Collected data

// ── Tests ────────────────────────────────────────────────────────

#[cfg(test)]
mod tests {
    use super::*;
    use crate::capture::grabber::RawImage;
    use crate::frame::ScreenSize;
    use async_trait::async_trait;
    use std::time::Duration;

    /// Grabber whose grabs take a fixed (virtual) duration.
    struct SlowGrabber {
        delay: Duration,
        grabs: AtomicU64,
    }

    #[async_trait]
    impl ScreenGrabber for SlowGrabber {
        async fn grab(&self, _screen: usize) -> Result<RawImage, CastError> {
            self.grabs.fetch_add(1, Ordering::SeqCst);
            tokio::time::sleep(self.delay).await;
            Ok(RawImage::packed(2, 2, vec![0u8; 16]))
        }

        async fn screen_size(&self, _screen: usize) -> Result<ScreenSize, CastError> {
            Ok(ScreenSize::new(2, 2))
        }
    }

    /// Grabber that always denies permission.
    struct DeniedGrabber;

    #[async_trait]
    impl ScreenGrabber for DeniedGrabber {
        async fn grab(&self, _screen: usize) -> Result<RawImage, CastError> {
            Err(CastError::PermissionDenied("screen recording denied".into()))
        }

        async fn screen_size(&self, _screen: usize) -> Result<ScreenSize, CastError> {
            Err(CastError::PermissionDenied("screen recording denied".into()))
        }
    }

    /// Grabber whose probe succeeds but every later grab fails.
    struct FlakyGrabber {
        grabs: AtomicU64,
    }

    #[async_trait]
    impl ScreenGrabber for FlakyGrabber {
        async fn grab(&self, _screen: usize) -> Result<RawImage, CastError> {
            let n = self.grabs.fetch_add(1, Ordering::SeqCst);
            if n == 0 {
                Ok(RawImage::packed(2, 2, vec![0u8; 16]))
            } else {
                Err(CastError::Capture("grab failed".into()))
            }
        }

        async fn screen_size(&self, _screen: usize) -> Result<ScreenSize, CastError> {
            Ok(ScreenSize::new(2, 2))
        }
    }

    fn settings(fps: u32) -> CaptureSettings {
        CaptureSettings {
            target_fps: fps,
            ..Default::default()
        }
    }

    async fn drain_frames(rx: &mut mpsc::Receiver<CaptureEvent>) -> usize {
        let mut frames = 0;
        while let Ok(event) = rx.try_recv() {
            if matches!(event, CaptureEvent::Frame(_)) {
                frames += 1;
            }
        }
        frames
    }

    #[tokio::test(start_paused = true)]
    async fn permission_failure_arms_no_timer() {
        let (tx, mut rx) = mpsc::channel(16);
        let cap = CaptureLoop::new(Arc::new(DeniedGrabber), tx);

        let err = cap.start(settings(30)).await.unwrap_err();
        assert!(err.is_permission());
        assert!(!cap.is_running());

        tokio::time::sleep(Duration::from_secs(1)).await;
        assert_eq!(drain_frames(&mut rx).await, 0);
    }

    #[tokio::test(start_paused = true)]
    async fn slow_encode_never_overlaps() {
        // 10 ms ticks, 50 ms grabs: completed captures are bounded by
        // elapsed / grab-duration, not elapsed / tick-interval.
        let grabber = Arc::new(SlowGrabber {
            delay: Duration::from_millis(50),
            grabs: AtomicU64::new(0),
        });
        let (tx, mut rx) = mpsc::channel(256);
        let cap = CaptureLoop::new(Arc::clone(&grabber), tx);
        cap.start(settings(100)).await.unwrap();

        tokio::time::sleep(Duration::from_millis(500)).await;
        cap.stop();

        let frames = drain_frames(&mut rx).await;
        assert!(
            (8..=11).contains(&frames),
            "expected ~500/50 frames, got {frames}"
        );
    }

    #[tokio::test(start_paused = true)]
    async fn sequences_strictly_increase() {
        let grabber = Arc::new(SlowGrabber {
            delay: Duration::from_millis(1),
            grabs: AtomicU64::new(0),
        });
        let (tx, mut rx) = mpsc::channel(256);
        let cap = CaptureLoop::new(grabber, tx);
        cap.start(settings(50)).await.unwrap();

        tokio::time::sleep(Duration::from_millis(200)).await;
        cap.stop();

        let mut last = 0;
        while let Ok(event) = rx.try_recv() {
            if let CaptureEvent::Frame(frame) = event {
                assert!(frame.sequence > last);
                last = frame.sequence;
            }
        }
        assert!(last > 0);
    }

    #[tokio::test(start_paused = true)]
    async fn no_delivery_after_stop() {
        let grabber = Arc::new(SlowGrabber {
            delay: Duration::from_millis(100),
            grabs: AtomicU64::new(0),
        });
        let (tx, mut rx) = mpsc::channel(16);
        let cap = CaptureLoop::new(grabber, tx);
        cap.start(settings(30)).await.unwrap();

        // Let a grab get in flight, then stop before it completes.
        tokio::time::sleep(Duration::from_millis(10)).await;
        cap.stop();
        tokio::time::sleep(Duration::from_millis(500)).await;

        assert_eq!(drain_frames(&mut rx).await, 0);
    }

    #[tokio::test(start_paused = true)]
    async fn stop_is_idempotent_and_restartable() {
        let grabber = Arc::new(SlowGrabber {
            delay: Duration::from_millis(1),
            grabs: AtomicU64::new(0),
        });
        let (tx, _rx) = mpsc::channel(256);
        let cap = CaptureLoop::new(grabber, tx);

        cap.start(settings(30)).await.unwrap();
        cap.stop();
        cap.stop();
        assert!(!cap.is_running());

        cap.start(settings(30)).await.unwrap();
        assert!(cap.is_running());
        cap.stop();
    }

    #[tokio::test(start_paused = true)]
    async fn second_start_rejected_while_running() {
        let grabber = Arc::new(SlowGrabber {
            delay: Duration::from_millis(1),
            grabs: AtomicU64::new(0),
        });
        let (tx, _rx) = mpsc::channel(256);
        let cap = CaptureLoop::new(grabber, tx);

        cap.start(settings(30)).await.unwrap();
        assert!(cap.start(settings(30)).await.is_err());
        cap.stop();
    }

    #[tokio::test(start_paused = true)]
    async fn transient_failures_degrade_frame_rate() {
        let grabber = Arc::new(FlakyGrabber {
            grabs: AtomicU64::new(0),
        });
        let (tx, _rx) = mpsc::channel(256);
        let cap = CaptureLoop::new(grabber, tx);
        cap.start(settings(60)).await.unwrap();

        tokio::time::sleep(Duration::from_secs(2)).await;
        cap.stop();

        // 60 → 50 → 40 → 30, then the floor holds.
        assert_eq!(cap.settings().target_fps, DEGRADED_MIN_FPS);
    }
}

**Instructions to follow**
Reproduce each record shown above without altering a single word.

**Exercise result**
// ── Tests ────────────────────────────────────────────────────────

#[cfg(test)]
mod tests {
    use super::*;
    use crate::capture::grabber::RawImage;
    use crate::frame::ScreenSize;
    use async_trait::async_trait;
    use std::time::Duration;

    /// Grabber whose grabs take a fixed (virtual) duration.
    struct SlowGrabber {
        delay: Duration,
        grabs: AtomicU64,
    }

    #[async_trait]
    impl ScreenGrabber for SlowGrabber {
        async fn grab(&self, _screen: usize) -> Result<RawImage, CastError> {
            self.grabs.fetch_add(1, Ordering::SeqCst);
            tokio::time::sleep(self.delay).await;
            Ok(RawImage::packed(2, 2, vec![0u8; 16]))
        }

        async fn screen_size(&self, _screen: usize) -> Result<ScreenSize, CastError> {
            Ok(ScreenSize::new(2, 2))
        }
    }

    /// Grabber that always denies permission.
    struct DeniedGrabber;

    #[async_trait]
    impl ScreenGrabber for DeniedGrabber {
        async fn grab(&self, _screen: usize) -> Result<RawImage, CastError> {
            Err(CastError::PermissionDenied("screen recording denied".into()))
        }

        async fn screen_size(&self, _screen: usize) -> Result<ScreenSize, CastError> {
            Err(CastError::PermissionDenied("screen recording denied".into()))
        }
    }

    /// Grabber whose probe succeeds but every later grab fails.
    struct FlakyGrabber {
        grabs: AtomicU64,
    }

    #[async_trait]
    impl ScreenGrabber for FlakyGrabber {
        async fn grab(&self, _screen: usize) -> Result<RawImage, CastError> {
            let n = self.grabs.fetch_add(1, Ordering::SeqCst);
            if n == 0 {
                Ok(RawImage::packed(2, 2, vec![0u8; 16]))
            } else {
                Err(CastError::Capture("grab failed".into()))
            }
        }

        async fn screen_size(&self, _screen: usize) -> Result<ScreenSize, CastError> {
            Ok(ScreenSize::new(2, 2))
        }
    }

    fn settings(fps: u32) -> CaptureSettings {
        CaptureSettings {
            target_fps: fps,
            ..Default::default()
        }
    }

    async fn drain_frames(rx: &mut mpsc::Receiver<CaptureEvent>) -> usize {
        let mut frames = 0;
        while let Ok(event) = rx.try_recv() {
            if matches!(event, CaptureEvent::Frame(_)) {
                frames += 1;
            }
        }
        frames
    }

    #[tokio::test(start_paused = true)]
    async fn permission_failure_arms_no_timer() {
        let (tx, mut rx) = mpsc::channel(16);
        let cap = CaptureLoop::new(Arc::new(DeniedGrabber), tx);

        let err = cap.start(settings(30)).await.unwrap_err();
        assert!(err.is_permission());
        assert!(!cap.is_running());

        tokio::time::sleep(Duration::from_secs(1)).await;
        assert_eq!(drain_frames(&mut rx).await, 0);
    }

    #[tokio::test(start_paused = true)]
    async fn slow_encode_never_overlaps() {
        // 10 ms ticks, 50 ms grabs: completed captures are bounded by
        // elapsed / grab-duration, not elapsed / tick-interval.
        let grabber = Arc::new(SlowGrabber {
            delay: Duration::from_millis(50),
            grabs: AtomicU64::new(0),
        });
        let (tx, mut rx) = mpsc::channel(256);
        let cap = CaptureLoop::new(Arc::clone(&grabber), tx);
        cap.start(settings(100)).await.unwrap();

        tokio::time::sleep(Duration::from_millis(500)).await;
        cap.stop();

        let frames = drain_frames(&mut rx).await;
        assert!(
            (8..=11).contains(&frames),
            "expected ~500/50 frames, got {frames}"
        );
    }

    #[tokio::test(start_paused = true)]
    async fn sequences_strictly_increase() {
        let grabber = Arc::new(SlowGrabber {
            delay: Duration::from_millis(1),
            grabs: AtomicU64::new(0),
        });
        let (tx, mut rx) = mpsc::channel(256);
        let cap = CaptureLoop::new(grabber, tx);
        cap.start(settings(50)).await.unwrap();

        tokio::time::sleep(Duration::from_millis(200)).await;
        cap.stop();

        let mut last = 0;
        while let Ok(event) = rx.try_recv() {
            if let CaptureEvent::Frame(frame) = event {
                assert!(frame.sequence > last);
                last = frame.sequence;
            }
        }
        assert!(last > 0);
    }

    #[tokio::test(start_paused = true)]
    async fn no_delivery_after_stop() {
        let grabber = Arc::new(SlowGrabber {
            delay: Duration::from_millis(100),
            grabs: AtomicU64::new(0),
        });
        let (tx, mut rx) = mpsc::channel(16);
        let cap = CaptureLoop::new(grabber, tx);
        cap.start(settings(30)).await.unwrap();

        // Let a grab get in flight, then stop before it completes.
        tokio::time::sleep(Duration::from_millis(10)).await;
        cap.stop();
        tokio::time::sleep(Duration::from_millis(500)).await;

        assert_eq!(drain_frames(&mut rx).await, 0);
    }

    #[tokio::test(start_paused = true)]
    async fn stop_is_idempotent_and_restartable() {
        let grabber = Arc::new(SlowGrabber {
            delay: Duration::from_millis(1),
            grabs: AtomicU64::new(0),
        });
        let (tx, _rx) = mpsc::channel(256);
        let cap = CaptureLoop::new(grabber, tx);

        cap.start(settings(30)).await.unwrap();
        cap.stop();
        cap.stop();
        assert!(!cap.is_running());

        cap.start(settings(30)).await.unwrap();
        assert!(cap.is_running());
        cap.stop();
    }

    #[tokio::test(start_paused = true)]
    async fn second_start_rejected_while_running() {
        let grabber = Arc::new(SlowGrabber {
            delay: Duration::from_millis(1),
            grabs: AtomicU64::new(0),
        });
        let (tx, _rx) = mpsc::channel(256);
        let cap = CaptureLoop::new(grabber, tx);

        cap.start(settings(30)).await.unwrap();
        assert!(cap.start(settings(30)).await.is_err());
        cap.stop();
    }

    #[tokio::test(start_paused = true)]
    async fn transient_failures_degrade_frame_rate() {
        let grabber = Arc::new(FlakyGrabber {
            grabs: AtomicU64::new(0),
        });
        let (tx, _rx) = mpsc::channel(256);
        let cap = CaptureLoop::new(grabber, tx);
        cap.start(settings(60)).await.unwrap();

        tokio::time::sleep(Duration::from_secs(2)).await;
        cap.stop();

        // 60 → 50 → 40 → 30, then the floor holds.
        assert_eq!(cap.settings().target_fps, DEGRADED_MIN_FPS);
    }
}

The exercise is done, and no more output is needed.